Yakobus menasehatkan jemaat yang dilayaninya supaya mereka menjaga kehidupan mereka dengan baik seperti orang-orang yang akan dihakimi/dinilai oleh Tuhan. Ada dua aspek dari kehidupan kita yang perlu untuk diperhatikan yakni aspek kesucian dan belas kasihan. Walaupun dalam teks yang hari ini kita baca, Yakobus tidak membicarakan mengenai aspek kesucian, namun bukan berarti hal tersebut tidak penting; kesucian dan kesalehan hidup merupakan hal yang harus kita pertanggung jawabkan saat Tuhan menghakimi kita. Aspek lain yang tidak kalah penting adalah aspek kebaikan hidup; inilah yang menjadi fokus dari Yakobus, dan ia menegaskan supaya jemaat Tuhan belajar untuk menjadi umat yang kaya dengan belas kasihan.

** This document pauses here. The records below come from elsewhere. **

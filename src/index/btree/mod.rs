pub mod error;
pub mod node;
pub mod index;
pub mod serialization;

pub use error::BTreeError;
pub use index::{BTreeIndex, BTreeIterator};
pub use node::{BTreeNode, BTreePageType};
pub use serialization::{serialize_node, deserialize_node};
mod lru;

pub use lru::LRUReplacer;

Yakobus mengingatkan bahwa penghakiman yang tak berbelas kasihan (penghukuman) tersedia bagi orang-orang yang tidak mempunyai belas kasihan; sebaliknya orang-orang yang hidup dalam belas kasihan ia akan menang atas penghakiman. Tentu yang dimaksudkan Yakobus di sini adalah orang yang berbelas kasihan akan dinyatakan sebagai orang benar saat hari penghakiman nanti. Apakah dengan demikian, Yakobus mengajarkan bahwa manusia pada akhirnya akan dibenarkan Tuhan karena “perbuatan baiknya?” Tentu tidak demikian, kita harus memahami bahwa dalam ajaran iman Kristen, iman dan kemurahan hati merupakan kesatuan; iman yang menyelamatkan selalu melahirkan buah-buah iman dan buah-buah iman itu salah satunya adalah belas kasihan dan kemurahan hati. Seseorang yang berkata bahwa ia mempunyai iman yang sejati namun tidak memiliki belas kasihan dan kemurahan hati pastilah ia seorang pembohong sebab melalui buahnyalah kita dapat melihat kesejatiaan kualitas pohonnya.

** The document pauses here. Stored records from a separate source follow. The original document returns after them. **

use std::sync::Arc;
use std::sync::mpsc;
use std::thread;
use std::time::Duration;

use anyhow::Result;
use vesperdb::common::types::Rid;
use vesperdb::transaction::{
    AbortReason, IsolationLevel, LockManager, TransactionError, TransactionManager,
    TransactionState, WType,
};

const SHORT_INTERVAL: Duration = Duration::from_millis(10);
const SETTLE: Duration = Duration::from_millis(100);
const WAIT: Duration = Duration::from_secs(5);

fn setup() -> (Arc<TransactionManager>, Arc<LockManager>) {
    let txn_manager = Arc::new(TransactionManager::new());
    let lock_manager = LockManager::with_interval(txn_manager.clone(), SHORT_INTERVAL);
    (txn_manager, lock_manager)
}

#[test]
fn test_shared_lock_basic() -> Result<()> {
    let (txn_manager, lock_manager) = setup();
    let txn = txn_manager.begin(IsolationLevel::RepeatableRead);
    let rid = Rid::new(1, 0);

    assert!(lock_manager.lock_shared(&txn, rid)?);
    assert!(txn.is_shared_locked(rid));

    assert!(lock_manager.unlock(&txn, rid));
    assert!(!txn.is_shared_locked(rid));
    // First unlock of an RR transaction starts its shrinking phase
    assert_eq!(txn.state(), TransactionState::Shrinking);
    Ok(())
}

#[test]
fn test_shared_locks_are_concurrent() -> Result<()> {
    let (txn_manager, lock_manager) = setup();
    let txn1 = txn_manager.begin(IsolationLevel::RepeatableRead);
    let txn2 = txn_manager.begin(IsolationLevel::RepeatableRead);
    let rid = Rid::new(1, 0);

    assert!(lock_manager.lock_shared(&txn1, rid)?);
    assert!(lock_manager.lock_shared(&txn2, rid)?);
    assert!(txn1.is_shared_locked(rid));
    assert!(txn2.is_shared_locked(rid));
    Ok(())
}

#[test]
fn test_lock_idempotence() -> Result<()> {
    let (txn_manager, lock_manager) = setup();
    let txn = txn_manager.begin(IsolationLevel::RepeatableRead);
    let rid = Rid::new(1, 0);

    assert!(lock_manager.lock_shared(&txn, rid)?);
    assert!(lock_manager.lock_shared(&txn, rid)?);

    let txn2 = txn_manager.begin(IsolationLevel::RepeatableRead);
    let rid2 = Rid::new(1, 1);
    assert!(lock_manager.lock_exclusive(&txn2, rid2)?);
    assert!(lock_manager.lock_exclusive(&txn2, rid2)?);

    // A shared request on a record already held exclusive is a no-op
    assert!(lock_manager.lock_shared(&txn2, rid2)?);
    assert!(!txn2.is_shared_locked(rid2));
    assert!(txn2.is_exclusive_locked(rid2));
    Ok(())
}

#[test]
fn test_read_uncommitted_rejects_shared() {
    let (txn_manager, lock_manager) = setup();
    let txn = txn_manager.begin(IsolationLevel::ReadUncommitted);
    let rid = Rid::new(1, 0);

    match lock_manager.lock_shared(&txn, rid) {
        Err(TransactionError::Abort(id, AbortReason::LockSharedOnReadUncommitted)) => {
            assert_eq!(id, txn.id());
        }
        other => panic!("expected LockSharedOnReadUncommitted abort, got {:?}", other),
    }
    assert_eq!(txn.state(), TransactionState::Aborted);
}

#[test]
fn test_lock_on_shrinking_aborts() -> Result<()> {
    let (txn_manager, lock_manager) = setup();
    let txn = txn_manager.begin(IsolationLevel::RepeatableRead);
    let rid1 = Rid::new(1, 0);
    let rid2 = Rid::new(1, 1);

    lock_manager.lock_shared(&txn, rid1)?;
    lock_manager.unlock(&txn, rid1);
    assert_eq!(txn.state(), TransactionState::Shrinking);

    match lock_manager.lock_shared(&txn, rid2) {
        Err(TransactionError::Abort(_, AbortReason::LockOnShrinking)) => {}
        other => panic!("expected LockOnShrinking abort, got {:?}", other),
    }
    assert_eq!(txn.state(), TransactionState::Aborted);
    Ok(())
}

#[test]
fn test_read_committed_relocks_freely() -> Result<()> {
    let (txn_manager, lock_manager) = setup();
    let txn = txn_manager.begin(IsolationLevel::ReadCommitted);
    let rid = Rid::new(1, 0);

    // RC unlocks don't start a shrinking phase; re-locking is fine
    lock_manager.lock_shared(&txn, rid)?;
    lock_manager.unlock(&txn, rid);
    assert_eq!(txn.state(), TransactionState::Growing);
    lock_manager.lock_shared(&txn, rid)?;
    Ok(())
}

#[test]
fn test_exclusive_blocks_until_shared_released() -> Result<()> {
    let (txn_manager, lock_manager) = setup();
    let reader = txn_manager.begin(IsolationLevel::RepeatableRead);
    let writer = txn_manager.begin(IsolationLevel::RepeatableRead);
    let rid = Rid::new(1, 0);

    lock_manager.lock_shared(&reader, rid)?;

    let (tx, rx) = mpsc::channel();
    let handle = {
        let lock_manager = lock_manager.clone();
        let writer = writer.clone();
        thread::spawn(move || {
            let result = lock_manager.lock_exclusive(&writer, rid);
            tx.send(()).unwrap();
            result
        })
    };

    // The writer stays blocked while the reader holds its lock
    assert!(rx.recv_timeout(SETTLE).is_err());

    lock_manager.unlock(&reader, rid);
    rx.recv_timeout(WAIT).expect("writer was not granted");
    assert!(handle.join().unwrap()?);
    assert!(writer.is_exclusive_locked(rid));
    Ok(())
}

#[test]
fn test_upgrade_waits_for_other_readers() -> Result<()> {
    let (txn_manager, lock_manager) = setup();
    let txn1 = txn_manager.begin(IsolationLevel::RepeatableRead);
    let txn2 = txn_manager.begin(IsolationLevel::RepeatableRead);
    let rid = Rid::new(1, 0);

    lock_manager.lock_shared(&txn1, rid)?;
    lock_manager.lock_shared(&txn2, rid)?;

    let (tx, rx) = mpsc::channel();
    let handle = {
        let lock_manager = lock_manager.clone();
        let txn1 = txn1.clone();
        thread::spawn(move || {
            let result = lock_manager.lock_upgrade(&txn1, rid);
            tx.send(()).unwrap();
            result
        })
    };

    // txn2 still holds shared: the upgrade must wait
    assert!(rx.recv_timeout(SETTLE).is_err());

    lock_manager.unlock(&txn2, rid);
    rx.recv_timeout(WAIT).expect("upgrade was not granted");
    assert!(handle.join().unwrap()?);
    assert!(txn1.is_exclusive_locked(rid));
    assert!(!txn1.is_shared_locked(rid));
    Ok(())
}

#[test]
fn test_concurrent_upgrades_conflict() -> Result<()> {
    let (txn_manager, lock_manager) = setup();
    let txn1 = txn_manager.begin(IsolationLevel::RepeatableRead);
    let txn2 = txn_manager.begin(IsolationLevel::RepeatableRead);
    let rid = Rid::new(1, 0);

    lock_manager.lock_shared(&txn1, rid)?;
    lock_manager.lock_shared(&txn2, rid)?;

    let (tx, rx) = mpsc::channel();
    let handle = {
        let lock_manager = lock_manager.clone();
        let txn1 = txn1.clone();
        thread::spawn(move || {
            let result = lock_manager.lock_upgrade(&txn1, rid);
            tx.send(()).unwrap();
            result
        })
    };
    assert!(rx.recv_timeout(SETTLE).is_err());

    // A second in-flight upgrade on the same record is refused
    match lock_manager.lock_upgrade(&txn2, rid) {
        Err(TransactionError::Abort(_, AbortReason::UpgradeConflict)) => {}
        other => panic!("expected UpgradeConflict abort, got {:?}", other),
    }
    assert_eq!(txn2.state(), TransactionState::Aborted);

    // Releasing the aborted reader lets the first upgrade through
    txn_manager.abort(&txn2, &lock_manager);
    rx.recv_timeout(WAIT).expect("upgrade was not granted");
    assert!(handle.join().unwrap()?);
    Ok(())
}

#[test]
fn test_fifo_fairness() -> Result<()> {
    let (txn_manager, lock_manager) = setup();
    let txn_a = txn_manager.begin(IsolationLevel::RepeatableRead);
    let txn_b = txn_manager.begin(IsolationLevel::RepeatableRead);
    let txn_c = txn_manager.begin(IsolationLevel::RepeatableRead);
    let rid = Rid::new(1, 0);

    lock_manager.lock_shared(&txn_a, rid)?;

    let (tx_b, rx_b) = mpsc::channel();
    let handle_b = {
        let lock_manager = lock_manager.clone();
        let txn_b = txn_b.clone();
        thread::spawn(move || {
            let result = lock_manager.lock_exclusive(&txn_b, rid);
            tx_b.send(()).unwrap();
            result
        })
    };
    // Make sure B's request is queued before C's
    thread::sleep(SETTLE);

    let (tx_c, rx_c) = mpsc::channel();
    let handle_c = {
        let lock_manager = lock_manager.clone();
        let txn_c = txn_c.clone();
        thread::spawn(move || {
            let result = lock_manager.lock_shared(&txn_c, rid);
            tx_c.send(()).unwrap();
            result
        })
    };

    // C must not overtake the older exclusive request
    assert!(rx_b.recv_timeout(SETTLE).is_err());
    assert!(rx_c.recv_timeout(SETTLE).is_err());

    lock_manager.unlock(&txn_a, rid);
    rx_b.recv_timeout(WAIT).expect("writer was not granted");
    assert!(handle_b.join().unwrap()?);
    assert!(rx_c.recv_timeout(SETTLE).is_err());

    lock_manager.unlock(&txn_b, rid);
    rx_c.recv_timeout(WAIT).expect("reader was not granted");
    assert!(handle_c.join().unwrap()?);
    Ok(())
}

#[test]
fn test_deadlock_detector_aborts_youngest() -> Result<()> {
    let (txn_manager, lock_manager) = setup();
    let txn1 = txn_manager.begin(IsolationLevel::RepeatableRead);
    let txn2 = txn_manager.begin(IsolationLevel::RepeatableRead);
    let rid1 = Rid::new(1, 0);
    let rid2 = Rid::new(1, 1);

    lock_manager.lock_exclusive(&txn1, rid1)?;
    lock_manager.lock_exclusive(&txn2, rid2)?;

    let handle1 = {
        let lock_manager = lock_manager.clone();
        let txn1 = txn1.clone();
        thread::spawn(move || lock_manager.lock_exclusive(&txn1, rid2))
    };
    thread::sleep(SETTLE);

    let handle2 = {
        let (txn_manager, lock_manager) = (txn_manager.clone(), lock_manager.clone());
        let txn2 = txn2.clone();
        thread::spawn(move || {
            let result = lock_manager.lock_exclusive(&txn2, rid1);
            if result.is_err() {
                // The victim unwinds through the transaction manager,
                // releasing what it still holds
                txn_manager.abort(&txn2, &lock_manager);
            }
            result
        })
    };

    // The youngest member of the cycle is chosen as the victim
    match handle2.join().unwrap() {
        Err(TransactionError::Abort(id, AbortReason::Deadlock)) => assert_eq!(id, txn2.id()),
        other => panic!("expected deadlock abort for txn2, got {:?}", other),
    }
    assert_eq!(txn2.state(), TransactionState::Aborted);

    // The survivor gets its lock once the victim's are released
    assert!(handle1.join().unwrap()?);
    assert!(txn1.is_exclusive_locked(rid2));
    Ok(())
}

#[test]
fn test_lock_read_by_isolation_level() -> Result<()> {
    let (txn_manager, lock_manager) = setup();
    let rid = Rid::new(1, 0);

    // RU: reads take no lock at all
    let ru = txn_manager.begin(IsolationLevel::ReadUncommitted);
    lock_manager.lock_read(&ru, rid)?;
    assert!(!ru.is_shared_locked(rid));

    // RC: the shared lock is released right after the read
    let rc = txn_manager.begin(IsolationLevel::ReadCommitted);
    lock_manager.lock_read(&rc, rid)?;
    assert!(!rc.is_shared_locked(rid));
    assert_eq!(rc.state(), TransactionState::Growing);

    // RR: the shared lock is kept until commit
    let rr = txn_manager.begin(IsolationLevel::RepeatableRead);
    lock_manager.lock_read(&rr, rid)?;
    assert!(rr.is_shared_locked(rid));
    Ok(())
}

#[test]
fn test_lock_write_upgrades_and_records() -> Result<()> {
    let (txn_manager, lock_manager) = setup();
    let txn = txn_manager.begin(IsolationLevel::RepeatableRead);
    let rid = Rid::new(1, 0);

    lock_manager.lock_shared(&txn, rid)?;
    lock_manager.lock_write(&txn, rid, WType::Update)?;
    assert!(txn.is_exclusive_locked(rid));
    assert!(!txn.is_shared_locked(rid));

    // Already exclusive: a second write lock is a no-op
    lock_manager.lock_write(&txn, rid, WType::Delete)?;

    let records = txn.take_index_write_set();
    assert_eq!(records.len(), 2);
    assert_eq!(records[0].wtype, WType::Delete);
    assert_eq!(records[1].wtype, WType::Update);
    Ok(())
}

#[test]
fn test_commit_releases_locks() -> Result<()> {
    let (txn_manager, lock_manager) = setup();
    let holder = txn_manager.begin(IsolationLevel::RepeatableRead);
    let waiter = txn_manager.begin(IsolationLevel::RepeatableRead);
    let rid = Rid::new(1, 0);

    lock_manager.lock_exclusive(&holder, rid)?;

    let handle = {
        let lock_manager = lock_manager.clone();
        let waiter = waiter.clone();
        thread::spawn(move || lock_manager.lock_exclusive(&waiter, rid))
    };
    thread::sleep(SETTLE);

    txn_manager.commit(&holder, &lock_manager)?;
    assert_eq!(holder.state(), TransactionState::Committed);
    assert!(handle.join().unwrap()?);
    Ok(())
}

#[test]
fn test_waits_for_graph_api() {
    let txn_manager = Arc::new(TransactionManager::new());
    let lock_manager = LockManager::without_cycle_detection(txn_manager);

    lock_manager.add_edge(1, 2);
    lock_manager.add_edge(2, 3);

    let mut victim = 0;
    assert!(!lock_manager.has_cycle(&mut victim));

    lock_manager.add_edge(3, 1);
    assert!(lock_manager.has_cycle(&mut victim));
    // The youngest transaction on the cycle is the victim
    assert_eq!(victim, 3);

    let edges = lock_manager.get_edge_list();
    assert_eq!(edges.len(), 3);
    assert!(edges.contains(&(1, 2)));
    assert!(edges.contains(&(2, 3)));
    assert!(edges.contains(&(3, 1)));

    lock_manager.remove_edge(3, 1);
    assert!(!lock_manager.has_cycle(&mut victim));
}

#[test]
fn test_has_cycle_is_deterministic() {
    let txn_manager = Arc::new(TransactionManager::new());
    let lock_manager = LockManager::without_cycle_detection(txn_manager);

    // Two disjoint cycles; DFS starts from the smallest txn id, so
    // the first cycle found is {1, 2} and its youngest member is 2
    lock_manager.add_edge(1, 2);
    lock_manager.add_edge(2, 1);
    lock_manager.add_edge(5, 6);
    lock_manager.add_edge(6, 5);

    let mut victim = 0;
    assert!(lock_manager.has_cycle(&mut victim));
    assert_eq!(victim, 2);
}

Jadi, menjadi orang Kristen itu haruslah penuh belas kasihan dan kemurahan hati. Apakah menjadi orang Kristen yang penuh belas kasiihan dan kemurahan jati berarti kita harus jadi orang Kristen yang suka menyumbang dan memberi kepada orang lain? Bagaimana seandainya kita dalam keadaan yang tidak mampu dan sulit untuk memberi? Memberi sebenarnya adalah salah satu bentuk saja dari belas kasihan dan kemurahan hati; ada berbagai bentuk dari belas kasihan dan kemurahan hati.

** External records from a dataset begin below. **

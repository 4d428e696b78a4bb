// Export public modules
pub mod common;
pub mod storage;
pub mod index;
pub mod transaction;

// Re-export key items for convenient access
pub use storage::buffer::BufferPoolManager;
pub use storage::buffer::BufferPoolError;
pub use storage::disk::DiskManager;
pub use storage::page::HeaderPage;
pub use index::btree::BTreeIndex;
pub use transaction::{LockManager, TransactionManager};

Ada seorang Kristen yang satu kali berjalan-jalan di satu daerah; saat dia sedang berjalan disana, ia melihat ada seorang tuna wisma yang sedang duduk di emperan sebuah toko; apakah yang terjadi saat orang Kristen tersebut melihat ke arah tuna wisma tersebut dan kebetulan tuna wisma tersebut melihat ke arah dia juga? Maka orang Kristen itu menganggukkan kepalanya dan memberikan senyum untuk memperlihatkan sapaannya kepada tuna wisma tersebut. Setelah beberapa tahun berlalu, orang Kristen tersebut kembali berjalan- jalan di area yang sama, namun kali ini ia tidak menemukan tuna wisma itu lagi; pada saat ia beribadah di salah satu gereja di kota tersebut, tanpa sengaja ia bertemu dengan tuna wisma yang dulu ia pernah temui. Orang tersebut telah berubah, ia kemudian bercerita bahwa pengalaman di jalan ketika ia bertemu dengan orang Kristen tersebut telah mengubahkan dirinya; ia berkata bahwa selama ini ia merasa tidak ada yang memperlakukan dirinya sebagai manusia; banyak orang yang saat bertatapan mata dengan tuna wisma ini kemudian memalingkan wajahnya seolah-olah ‘tidak mau melihatnya,” namun saat orang Kristen tersebut memandangnya dan ia menganggukkan wajahnya dan memberikan senyuman, tuna wisma tersebut merasa diperlakukan sebagai manusia dan ia merasa dirinya masih seorang manusia, hal itulah yang membuatnya kemudian bangkit dari keterpurukannya.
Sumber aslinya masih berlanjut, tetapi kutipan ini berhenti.